Every line of the following records that includes "filename" should be copied.

Material provided:
╭──

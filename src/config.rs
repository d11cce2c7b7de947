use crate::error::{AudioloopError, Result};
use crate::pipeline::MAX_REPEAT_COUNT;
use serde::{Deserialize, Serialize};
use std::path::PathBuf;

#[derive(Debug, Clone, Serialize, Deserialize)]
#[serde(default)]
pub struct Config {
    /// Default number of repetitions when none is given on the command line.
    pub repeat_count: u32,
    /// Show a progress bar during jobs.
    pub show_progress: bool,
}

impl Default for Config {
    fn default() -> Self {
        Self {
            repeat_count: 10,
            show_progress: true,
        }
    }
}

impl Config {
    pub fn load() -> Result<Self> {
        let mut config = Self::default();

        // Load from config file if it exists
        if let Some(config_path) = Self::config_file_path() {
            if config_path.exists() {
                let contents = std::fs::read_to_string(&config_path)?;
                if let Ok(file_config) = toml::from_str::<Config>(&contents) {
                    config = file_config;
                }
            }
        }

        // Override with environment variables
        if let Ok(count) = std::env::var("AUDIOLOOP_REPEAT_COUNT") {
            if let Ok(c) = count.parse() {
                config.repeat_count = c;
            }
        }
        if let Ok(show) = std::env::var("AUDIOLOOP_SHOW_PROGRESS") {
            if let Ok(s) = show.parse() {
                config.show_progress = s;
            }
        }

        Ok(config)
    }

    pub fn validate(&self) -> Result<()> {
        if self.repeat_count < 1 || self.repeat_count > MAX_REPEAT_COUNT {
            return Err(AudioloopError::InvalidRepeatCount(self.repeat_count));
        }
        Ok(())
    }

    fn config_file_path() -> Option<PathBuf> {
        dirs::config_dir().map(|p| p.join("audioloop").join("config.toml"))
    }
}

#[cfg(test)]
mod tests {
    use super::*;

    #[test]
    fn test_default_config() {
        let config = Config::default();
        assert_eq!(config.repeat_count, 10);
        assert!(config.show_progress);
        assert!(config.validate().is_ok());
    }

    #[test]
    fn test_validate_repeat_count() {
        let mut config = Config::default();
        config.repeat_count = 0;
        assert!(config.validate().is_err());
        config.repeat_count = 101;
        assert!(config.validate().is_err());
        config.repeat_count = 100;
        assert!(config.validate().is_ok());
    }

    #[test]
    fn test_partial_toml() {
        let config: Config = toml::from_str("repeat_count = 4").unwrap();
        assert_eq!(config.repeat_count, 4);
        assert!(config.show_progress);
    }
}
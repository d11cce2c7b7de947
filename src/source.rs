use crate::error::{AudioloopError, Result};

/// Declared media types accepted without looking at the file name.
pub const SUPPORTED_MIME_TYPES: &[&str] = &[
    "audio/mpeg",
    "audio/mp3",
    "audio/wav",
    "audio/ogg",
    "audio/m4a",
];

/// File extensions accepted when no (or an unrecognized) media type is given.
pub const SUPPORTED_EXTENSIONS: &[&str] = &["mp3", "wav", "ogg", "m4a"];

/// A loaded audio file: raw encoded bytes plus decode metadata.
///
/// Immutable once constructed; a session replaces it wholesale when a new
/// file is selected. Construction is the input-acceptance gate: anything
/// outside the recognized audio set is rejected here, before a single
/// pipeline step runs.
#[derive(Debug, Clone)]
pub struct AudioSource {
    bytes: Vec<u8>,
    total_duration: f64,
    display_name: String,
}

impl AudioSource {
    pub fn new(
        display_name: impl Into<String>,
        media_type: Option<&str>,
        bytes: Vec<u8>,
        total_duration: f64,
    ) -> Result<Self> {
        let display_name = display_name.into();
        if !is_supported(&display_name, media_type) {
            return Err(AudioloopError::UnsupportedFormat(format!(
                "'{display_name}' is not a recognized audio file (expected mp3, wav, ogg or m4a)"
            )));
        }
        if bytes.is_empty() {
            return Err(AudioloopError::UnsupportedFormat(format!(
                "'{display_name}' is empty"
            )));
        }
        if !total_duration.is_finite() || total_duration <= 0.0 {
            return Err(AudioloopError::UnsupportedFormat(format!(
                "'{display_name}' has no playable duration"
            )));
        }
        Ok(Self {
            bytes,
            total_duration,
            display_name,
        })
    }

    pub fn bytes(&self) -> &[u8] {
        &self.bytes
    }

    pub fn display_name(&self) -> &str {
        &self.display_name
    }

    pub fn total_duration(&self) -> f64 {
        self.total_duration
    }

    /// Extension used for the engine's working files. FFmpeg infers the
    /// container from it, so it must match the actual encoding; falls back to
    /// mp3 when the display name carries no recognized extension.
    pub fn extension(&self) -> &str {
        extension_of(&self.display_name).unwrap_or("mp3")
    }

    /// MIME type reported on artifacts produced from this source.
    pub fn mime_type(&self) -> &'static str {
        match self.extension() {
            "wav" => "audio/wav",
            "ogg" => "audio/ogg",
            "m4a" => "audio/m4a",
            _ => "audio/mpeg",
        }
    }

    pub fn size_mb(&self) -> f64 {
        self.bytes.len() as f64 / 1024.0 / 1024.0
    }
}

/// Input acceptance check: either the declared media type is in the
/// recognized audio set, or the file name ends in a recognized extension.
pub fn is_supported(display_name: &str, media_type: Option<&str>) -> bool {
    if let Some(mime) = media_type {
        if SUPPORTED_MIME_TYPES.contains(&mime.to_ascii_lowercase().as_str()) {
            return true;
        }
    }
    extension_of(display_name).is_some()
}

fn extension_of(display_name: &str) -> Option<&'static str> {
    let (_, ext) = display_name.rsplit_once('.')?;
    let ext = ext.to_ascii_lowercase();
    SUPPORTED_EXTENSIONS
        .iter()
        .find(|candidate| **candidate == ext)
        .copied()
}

╰──
╭──

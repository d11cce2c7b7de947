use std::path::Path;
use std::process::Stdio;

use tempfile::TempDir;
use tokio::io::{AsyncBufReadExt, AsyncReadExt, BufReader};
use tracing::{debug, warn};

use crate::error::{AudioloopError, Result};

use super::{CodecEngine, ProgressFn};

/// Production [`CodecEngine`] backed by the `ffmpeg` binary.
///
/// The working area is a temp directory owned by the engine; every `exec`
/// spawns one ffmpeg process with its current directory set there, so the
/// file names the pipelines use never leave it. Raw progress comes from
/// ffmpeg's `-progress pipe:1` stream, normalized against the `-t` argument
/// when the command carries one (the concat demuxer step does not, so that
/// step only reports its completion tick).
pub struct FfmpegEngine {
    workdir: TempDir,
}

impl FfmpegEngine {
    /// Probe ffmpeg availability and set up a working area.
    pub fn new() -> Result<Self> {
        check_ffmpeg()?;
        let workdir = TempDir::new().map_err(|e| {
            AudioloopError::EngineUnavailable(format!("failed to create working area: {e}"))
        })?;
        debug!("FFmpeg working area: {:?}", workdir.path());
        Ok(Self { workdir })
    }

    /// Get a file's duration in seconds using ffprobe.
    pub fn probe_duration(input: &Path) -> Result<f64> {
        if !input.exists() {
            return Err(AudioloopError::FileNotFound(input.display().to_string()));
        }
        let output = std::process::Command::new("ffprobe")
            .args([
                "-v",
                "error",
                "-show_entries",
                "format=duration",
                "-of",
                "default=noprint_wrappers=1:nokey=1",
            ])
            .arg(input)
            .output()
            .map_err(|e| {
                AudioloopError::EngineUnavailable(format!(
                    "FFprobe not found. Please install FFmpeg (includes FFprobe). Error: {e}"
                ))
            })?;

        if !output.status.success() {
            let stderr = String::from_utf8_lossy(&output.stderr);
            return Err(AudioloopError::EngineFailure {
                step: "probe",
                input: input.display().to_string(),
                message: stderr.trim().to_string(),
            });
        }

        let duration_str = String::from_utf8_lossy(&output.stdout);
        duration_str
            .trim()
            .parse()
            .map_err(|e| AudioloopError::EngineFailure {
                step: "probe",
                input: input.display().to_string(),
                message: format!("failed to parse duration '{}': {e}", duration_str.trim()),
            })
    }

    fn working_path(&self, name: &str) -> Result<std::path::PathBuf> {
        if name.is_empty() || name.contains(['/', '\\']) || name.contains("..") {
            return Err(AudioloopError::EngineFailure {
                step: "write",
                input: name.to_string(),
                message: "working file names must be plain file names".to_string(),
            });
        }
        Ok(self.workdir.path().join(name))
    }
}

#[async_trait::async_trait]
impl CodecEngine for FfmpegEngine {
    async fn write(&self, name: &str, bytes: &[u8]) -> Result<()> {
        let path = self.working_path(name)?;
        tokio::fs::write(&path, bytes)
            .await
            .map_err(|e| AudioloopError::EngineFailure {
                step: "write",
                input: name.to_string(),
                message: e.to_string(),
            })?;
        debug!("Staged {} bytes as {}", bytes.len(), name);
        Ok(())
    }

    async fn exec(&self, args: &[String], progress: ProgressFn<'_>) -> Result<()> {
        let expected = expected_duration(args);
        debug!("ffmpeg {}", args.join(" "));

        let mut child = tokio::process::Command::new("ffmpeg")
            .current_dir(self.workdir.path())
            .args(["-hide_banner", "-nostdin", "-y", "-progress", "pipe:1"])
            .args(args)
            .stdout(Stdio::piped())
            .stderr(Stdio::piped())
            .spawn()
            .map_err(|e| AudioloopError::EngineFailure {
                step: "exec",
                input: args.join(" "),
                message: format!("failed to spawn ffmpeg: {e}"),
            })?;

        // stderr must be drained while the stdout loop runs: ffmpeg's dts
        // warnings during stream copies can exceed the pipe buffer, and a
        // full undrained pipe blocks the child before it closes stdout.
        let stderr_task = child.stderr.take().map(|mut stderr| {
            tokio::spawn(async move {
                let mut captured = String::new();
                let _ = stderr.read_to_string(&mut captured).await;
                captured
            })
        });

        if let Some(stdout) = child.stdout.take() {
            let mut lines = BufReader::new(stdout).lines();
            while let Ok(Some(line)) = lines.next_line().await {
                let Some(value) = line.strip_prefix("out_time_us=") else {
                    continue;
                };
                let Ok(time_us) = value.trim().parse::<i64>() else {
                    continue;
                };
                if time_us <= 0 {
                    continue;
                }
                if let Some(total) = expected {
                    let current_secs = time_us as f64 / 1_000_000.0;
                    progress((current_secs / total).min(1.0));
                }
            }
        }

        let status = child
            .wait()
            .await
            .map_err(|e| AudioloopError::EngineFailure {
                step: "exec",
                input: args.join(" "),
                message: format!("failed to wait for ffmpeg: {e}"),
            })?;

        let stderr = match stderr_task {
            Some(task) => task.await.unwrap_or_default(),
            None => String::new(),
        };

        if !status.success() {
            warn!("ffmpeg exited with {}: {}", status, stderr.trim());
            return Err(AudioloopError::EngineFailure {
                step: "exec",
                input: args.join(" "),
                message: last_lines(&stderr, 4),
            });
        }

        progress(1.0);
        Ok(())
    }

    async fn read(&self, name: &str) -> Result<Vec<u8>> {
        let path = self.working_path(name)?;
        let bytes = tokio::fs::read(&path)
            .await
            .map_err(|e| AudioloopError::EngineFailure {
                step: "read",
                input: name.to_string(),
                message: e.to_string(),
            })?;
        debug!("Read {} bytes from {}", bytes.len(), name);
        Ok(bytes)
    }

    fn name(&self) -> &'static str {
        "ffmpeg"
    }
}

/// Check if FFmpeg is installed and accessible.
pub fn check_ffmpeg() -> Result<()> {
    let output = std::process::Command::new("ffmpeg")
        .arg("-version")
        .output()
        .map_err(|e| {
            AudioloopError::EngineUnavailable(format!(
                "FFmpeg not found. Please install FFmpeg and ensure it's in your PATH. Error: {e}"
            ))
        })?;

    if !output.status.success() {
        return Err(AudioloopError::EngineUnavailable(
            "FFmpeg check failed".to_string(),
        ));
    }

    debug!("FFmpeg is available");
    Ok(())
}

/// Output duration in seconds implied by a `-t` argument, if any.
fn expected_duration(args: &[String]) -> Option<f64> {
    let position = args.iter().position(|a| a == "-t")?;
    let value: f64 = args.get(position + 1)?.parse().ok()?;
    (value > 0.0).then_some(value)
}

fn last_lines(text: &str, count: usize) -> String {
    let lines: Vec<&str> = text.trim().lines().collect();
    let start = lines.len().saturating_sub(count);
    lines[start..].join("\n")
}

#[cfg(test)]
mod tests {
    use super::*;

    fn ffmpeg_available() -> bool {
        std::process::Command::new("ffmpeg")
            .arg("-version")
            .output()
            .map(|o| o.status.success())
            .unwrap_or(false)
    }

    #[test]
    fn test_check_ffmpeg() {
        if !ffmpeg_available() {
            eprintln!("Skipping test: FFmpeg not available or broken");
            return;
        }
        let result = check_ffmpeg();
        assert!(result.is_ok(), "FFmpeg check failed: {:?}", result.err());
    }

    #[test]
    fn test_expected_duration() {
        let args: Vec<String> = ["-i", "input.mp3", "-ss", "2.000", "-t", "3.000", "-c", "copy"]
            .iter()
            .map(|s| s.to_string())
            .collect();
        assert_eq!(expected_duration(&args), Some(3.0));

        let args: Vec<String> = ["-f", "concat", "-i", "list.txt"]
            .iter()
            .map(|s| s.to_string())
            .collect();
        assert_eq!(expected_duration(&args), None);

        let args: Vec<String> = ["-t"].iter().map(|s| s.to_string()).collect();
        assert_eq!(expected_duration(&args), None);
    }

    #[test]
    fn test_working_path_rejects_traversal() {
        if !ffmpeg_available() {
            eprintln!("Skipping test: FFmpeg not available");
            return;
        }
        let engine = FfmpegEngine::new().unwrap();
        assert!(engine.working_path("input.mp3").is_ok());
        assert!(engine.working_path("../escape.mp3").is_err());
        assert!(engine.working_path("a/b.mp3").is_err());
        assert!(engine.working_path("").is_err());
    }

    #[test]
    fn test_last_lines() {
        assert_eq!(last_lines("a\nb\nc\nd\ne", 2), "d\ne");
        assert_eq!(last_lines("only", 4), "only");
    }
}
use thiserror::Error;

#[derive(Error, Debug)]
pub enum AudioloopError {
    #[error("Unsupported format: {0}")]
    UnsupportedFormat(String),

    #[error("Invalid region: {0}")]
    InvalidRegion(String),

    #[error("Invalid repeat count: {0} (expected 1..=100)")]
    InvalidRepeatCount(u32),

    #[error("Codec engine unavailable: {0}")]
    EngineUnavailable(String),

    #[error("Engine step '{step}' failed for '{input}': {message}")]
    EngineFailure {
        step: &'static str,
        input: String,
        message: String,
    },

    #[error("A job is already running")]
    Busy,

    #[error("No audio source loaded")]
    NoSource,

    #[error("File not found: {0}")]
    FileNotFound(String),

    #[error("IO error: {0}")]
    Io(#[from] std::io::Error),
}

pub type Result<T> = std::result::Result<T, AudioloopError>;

╰──

Response to the task:
filename src/config.rs
filename src/source.rs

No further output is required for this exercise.